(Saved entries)

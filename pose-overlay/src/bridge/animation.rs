//! requestAnimationFrame as a frame scheduler

use crate::playback::{FrameCallback, FrameHandle, FrameScheduler};
use std::cell::RefCell;
use std::collections::HashMap;
use std::rc::{Rc, Weak};
use wasm_bindgen::prelude::*;
use wasm_bindgen::JsCast;

type Pending = RefCell<HashMap<i32, Closure<dyn FnMut()>>>;
type Retired = RefCell<Vec<Closure<dyn FnMut()>>>;

/// Keeps each pending JS closure alive until it fires or is cancelled.
///
/// A closure that fired cannot be freed while it is still running, so it is
/// parked in `retired` and released when the next frame fires.
pub struct AnimationFrameScheduler {
    window: web_sys::Window,
    pending: Rc<Pending>,
    retired: Rc<Retired>,
}

impl AnimationFrameScheduler {
    pub fn new(window: web_sys::Window) -> Self {
        Self {
            window,
            pending: Rc::new(RefCell::new(HashMap::new())),
            retired: Rc::new(RefCell::new(Vec::new())),
        }
    }
}

fn on_frame(pending: &Weak<Pending>, retired: &Weak<Retired>, id: i32) {
    let (pending, retired) = match (pending.upgrade(), retired.upgrade()) {
        (Some(p), Some(r)) => (p, r),
        _ => return,
    };
    // Closures from earlier frames have finished running
    let finished: Vec<_> = retired.borrow_mut().drain(..).collect();
    drop(finished);

    let fired = pending.borrow_mut().remove(&id);
    if let Some(closure) = fired {
        retired.borrow_mut().push(closure);
    }
}

impl FrameScheduler for AnimationFrameScheduler {
    fn request_frame(&self, callback: FrameCallback) -> FrameHandle {
        let pending = Rc::downgrade(&self.pending);
        let retired = Rc::downgrade(&self.retired);
        let id_slot = Rc::new(RefCell::new(None::<i32>));
        let id_in = Rc::clone(&id_slot);
        let mut callback = Some(callback);

        let closure = Closure::wrap(Box::new(move || {
            if let Some(id) = *id_in.borrow() {
                on_frame(&pending, &retired, id);
            }
            if let Some(callback) = callback.take() {
                callback();
            }
        }) as Box<dyn FnMut()>);

        match self.window.request_animation_frame(closure.as_ref().unchecked_ref()) {
            Ok(id) => {
                *id_slot.borrow_mut() = Some(id);
                self.pending.borrow_mut().insert(id, closure);
                FrameHandle(id)
            }
            Err(err) => {
                log::warn!("requestAnimationFrame failed: {:?}", err);
                FrameHandle(-1)
            }
        }
    }

    fn cancel_frame(&self, handle: FrameHandle) {
        if let Some(closure) = self.pending.borrow_mut().remove(&handle.0) {
            let _ = self.window.cancel_animation_frame(handle.0);
            drop(closure);
        }
    }
}

impl Drop for AnimationFrameScheduler {
    fn drop(&mut self) {
        for (id, _) in self.pending.borrow_mut().drain() {
            let _ = self.window.cancel_animation_frame(id);
        }
        // The last fired closure stays parked until here once the loop stops
        self.retired.borrow_mut().clear();
    }
}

→ WORK REQUIRED
Show every line of the entries above where the word "Some" occurs.

→ RESULT OF THE EXERCISE
        (Some(p), Some(r)) => (p, r),
    if let Some(closure) = fired {
        let mut callback = Some(callback);
            if let Some(id) = *id_in.borrow() {
            if let Some(callback) = callback.take() {
                *id_slot.borrow_mut() = Some(id);
        if let Some(closure) = self.pending.borrow_mut().remove(&handle.0) {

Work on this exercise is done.